Task details. Among the lines below, keep only those from the one containing "#[tokio::main]" through the one containing "if let Err(e) = scraper.run().await", and reproduce them exactly.

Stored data
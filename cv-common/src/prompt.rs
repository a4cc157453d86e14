//! Interactive line prompts
//!
//! Every tool gathers its parameters by asking on the terminal. A value
//! supplied on the command line pre-answers the matching question.

use crate::{Error, Result};
use std::io::{self, BufRead, Write};

/// Line-oriented prompter over any reader/writer pair
pub struct Prompter<R, W> {
    reader: R,
    writer: W,
}

impl Prompter<io::StdinLock<'static>, io::Stdout> {
    /// Prompter bound to the process terminal
    pub fn stdio() -> Self {
        Self::new(io::stdin().lock(), io::stdout())
    }
}

impl<R: BufRead, W: Write> Prompter<R, W> {
    pub fn new(reader: R, writer: W) -> Self {
        Self { reader, writer }
    }

    /// Print `question`, read one line, return it trimmed
    pub fn ask(&mut self, question: &str) -> Result<String> {
        write!(self.writer, "{}", question)?;
        self.writer.flush()?;

        let mut line = String::new();
        if self.reader.read_line(&mut line)? == 0 {
            return Err(Error::InvalidInput(format!(
                "No answer to prompt: {}",
                question.trim()
            )));
        }

        Ok(line.trim().to_string())
    }

    /// Use `preset` when given, otherwise ask
    pub fn ask_or(&mut self, preset: Option<String>, question: &str) -> Result<String> {
        match preset {
            Some(value) => Ok(value),
            None => self.ask(question),
        }
    }
}
//! MP3 metadata extraction and artwork patching
//!
//! Text frames and stream properties are read with lofty. Attached
//! pictures are read and written with the id3 crate, which keeps the APIC
//! frame bytes exactly as stored.

use id3::frame::{Picture, PictureType};
use id3::TagLike;
use lofty::file::FileType;
use lofty::prelude::*;
use lofty::probe::Probe;
use std::fmt;
use std::path::Path;
use thiserror::Error;

const ARTWORK_DESCRIPTION: &str = "Cover";
const FALLBACK_ARTWORK_MIME: &str = "image/png";

/// Metadata extraction errors
#[derive(Debug, Error)]
pub enum MetadataError {
    /// Failed to probe or parse the audio file
    #[error("Failed to read file: {0}")]
    ReadError(String),

    /// ID3 tag read/write failure
    #[error("ID3 error: {0}")]
    Id3(#[from] id3::Error),

    /// I/O error (artwork read)
    #[error("I/O error: {0}")]
    IoError(#[from] std::io::Error),
}

/// Tag fields checked by validation
///
/// `Some("")` means the frame exists but is empty, which still counts as
/// present.
#[derive(Debug, Clone, Default, PartialEq, Eq)]
pub struct TagFields {
    pub artist: Option<String>,
    pub album: Option<String>,
    pub genre: Option<String>,
    pub title: Option<String>,
    pub date: Option<String>,
}

/// Container and stream layout
#[derive(Debug, Clone, PartialEq, Eq)]
pub struct AudioFormat {
    pub container: String,
    pub sample_rate: Option<u32>,
    pub channels: Option<u8>,
}

impl fmt::Display for AudioFormat {
    fn fmt(&self, f: &mut fmt::Formatter<'_>) -> fmt::Result {
        write!(f, "{}", self.container)?;
        if let Some(rate) = self.sample_rate {
            write!(f, " {} Hz", rate)?;
        }
        if let Some(channels) = self.channels {
            write!(f, " {}ch", channels)?;
        }
        Ok(())
    }
}

/// Everything validation compares between two files
#[derive(Debug, Clone, PartialEq)]
pub struct TrackMetadata {
    pub tags: TagFields,
    /// Data of the first attached picture, if any
    pub picture: Option<Vec<u8>>,
    pub format: AudioFormat,
}

/// Extract tags, first attached picture and format from `path`
pub fn extract(path: &Path) -> Result<TrackMetadata, MetadataError> {
    let tagged_file = Probe::open(path)
        .map_err(|e| MetadataError::ReadError(e.to_string()))?
        .read()
        .map_err(|e| MetadataError::ReadError(e.to_string()))?;

    let properties = tagged_file.properties();
    let format = AudioFormat {
        container: container_name(tagged_file.file_type()).to_string(),
        sample_rate: properties.sample_rate(),
        channels: properties.channels(),
    };

    let tags = match tagged_file.primary_tag().or_else(|| tagged_file.first_tag()) {
        Some(tag) => TagFields {
            artist: tag.artist().map(|s| s.to_string()),
            album: tag.album().map(|s| s.to_string()),
            genre: tag.genre().map(|s| s.to_string()),
            title: tag.title().map(|s| s.to_string()),
            date: tag
                .get_string(&ItemKey::RecordingDate)
                .map(str::to_string)
                .or_else(|| tag.year().map(|y| y.to_string())),
        },
        None => TagFields::default(),
    };

    let picture = first_picture(path)?;

    tracing::debug!(
        file = %path.display(),
        artist = ?tags.artist,
        album = ?tags.album,
        format = %format,
        has_picture = picture.is_some(),
        "Extracted metadata"
    );

    Ok(TrackMetadata {
        tags,
        picture,
        format,
    })
}

/// Data of the first APIC frame, `None` when the file has no ID3 tag
fn first_picture(path: &Path) -> Result<Option<Vec<u8>>, MetadataError> {
    match id3::Tag::read_from_path(path) {
        Ok(tag) => Ok(tag.pictures().next().map(|p| p.data.clone())),
        Err(e) if matches!(e.kind, id3::ErrorKind::NoTag) => Ok(None),
        Err(e) => Err(e.into()),
    }
}

/// Replace the front cover of `path` with the image at `artwork_path`
///
/// Files without an ID3 tag get a new one. Written as ID3v2.3.
pub fn attach_artwork(path: &Path, artwork_path: &Path) -> Result<(), MetadataError> {
    let data = std::fs::read(artwork_path)?;
    let mime_type = infer::get(&data)
        .map(|kind| kind.mime_type())
        .unwrap_or(FALLBACK_ARTWORK_MIME)
        .to_string();

    let mut tag = match id3::Tag::read_from_path(path) {
        Ok(tag) => tag,
        Err(e) if matches!(e.kind, id3::ErrorKind::NoTag) => id3::Tag::new(),
        Err(e) => return Err(e.into()),
    };

    tag.remove_picture_by_type(PictureType::CoverFront);
    tag.add_frame(Picture {
        mime_type,
        picture_type: PictureType::CoverFront,
        description: ARTWORK_DESCRIPTION.to_string(),
        data,
    });
    tag.write_to_path(path, id3::Version::Id3v23)?;

    tracing::debug!(
        file = %path.display(),
        artwork = %artwork_path.display(),
        "Attached cover artwork"
    );

    Ok(())
}

fn container_name(file_type: FileType) -> &'static str {
    match file_type {
        FileType::Mpeg => "MP3",
        FileType::Flac => "FLAC",
        FileType::Opus => "Opus",
        FileType::Vorbis => "OGG Vorbis",
        FileType::Aac => "AAC",
        FileType::Aiff => "AIFF",
        FileType::Wav => "WAV",
        FileType::WavPack => "WavPack",
        _ => "Unknown",
    }
}
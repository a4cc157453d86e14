//! cv-scrape-text - Save blog posts referencing Arweave transactions as
//! plain text

use anyhow::Result;
use clap::Parser;
use cv_archive::{GatewayClient, TextScraper};
use cv_common::config::{load_config, write_toml_config, TomlConfig};
use cv_common::http::build_client;
use cv_common::Prompter;
use std::path::PathBuf;
use tracing::{error, info};

/// Command-line arguments for cv-scrape-text
#[derive(Parser, Debug)]
#[command(name = "cv-scrape-text")]
#[command(about = "Save Arweave-backed blog posts as plain text")]
#[command(version)]
struct Args {
    /// Config file (overrides CV_CONFIG and default locations)
    #[arg(short, long)]
    config: Option<PathBuf>,

    /// Write the effective configuration to this path and exit
    #[arg(long)]
    write_config: Option<PathBuf>,

    /// Blog listing URL (prompted for when omitted)
    blog_url: Option<String>,
}

#[tokio::main]
async fn main() -> Result<()> {
    let args = Args::parse();
    let config = load_config(args.config.as_deref())?;
    cv_common::logging::init(&config.logging)?;
    cv_common::build_info::log_startup("cv-scrape-text", env!("CARGO_PKG_VERSION"));

    if let Some(path) = &args.write_config {
        write_toml_config(&config, path)?;
        info!("Configuration written to {}", path.display());
        return Ok(());
    }

    if let Err(e) = run(args.blog_url, config).await {
        error!("An error occurred: {}", e);
    }

    Ok(())
}

/// Resolve the blog URL and run the pipeline
///
/// Pipeline failures are logged here; the returned error covers the setup
/// (prompt, HTTP client).
async fn run(blog_url: Option<String>, mut config: TomlConfig) -> Result<()> {
    let blog_url = match blog_url {
        Some(url) => url,
        None => Prompter::stdio().ask(&format!(
            "Enter the blog URL [{}]: ",
            config.scrape.blog_url
        ))?,
    };
    if !blog_url.is_empty() {
        config.scrape.blog_url = blog_url.trim_end_matches('/').to_string();
    }

    let http = build_client(&config.http)?;
    let gateway = GatewayClient::new(http.clone(), config.gateway.url.clone());
    let scraper = TextScraper::new(http, gateway, config.scrape);

    if let Err(e) = scraper.run().await {
        error!("Text scrape aborted: {}", e);
    }

    Ok(())
}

Output of the task.
#[tokio::main]
async fn main() -> Result<()> {
    let args = Args::parse();
    let config = load_config(args.config.as_deref())?;
    cv_common::logging::init(&config.logging)?;
    cv_common::build_info::log_startup("cv-scrape-text", env!("CARGO_PKG_VERSION"));

    if let Some(path) = &args.write_config {
        write_toml_config(&config, path)?;
        info!("Configuration written to {}", path.display());
        return Ok(());
    }

    if let Err(e) = run(args.blog_url, config).await {
        error!("An error occurred: {}", e);
    }

    Ok(())
}

/// Resolve the blog URL and run the pipeline
///
/// Pipeline failures are logged here; the returned error covers the setup
/// (prompt, HTTP client).
async fn run(blog_url: Option<String>, mut config: TomlConfig) -> Result<()> {
    let blog_url = match blog_url {
        Some(url) => url,
        None => Prompter::stdio().ask(&format!(
            "Enter the blog URL [{}]: ",
            config.scrape.blog_url
        ))?,
    };
    if !blog_url.is_empty() {
        config.scrape.blog_url = blog_url.trim_end_matches('/').to_string();
    }

    let http = build_client(&config.http)?;
    let gateway = GatewayClient::new(http.clone(), config.gateway.url.clone());
    let scraper = TextScraper::new(http, gateway, config.scrape);

    if let Err(e) = scraper.run().await {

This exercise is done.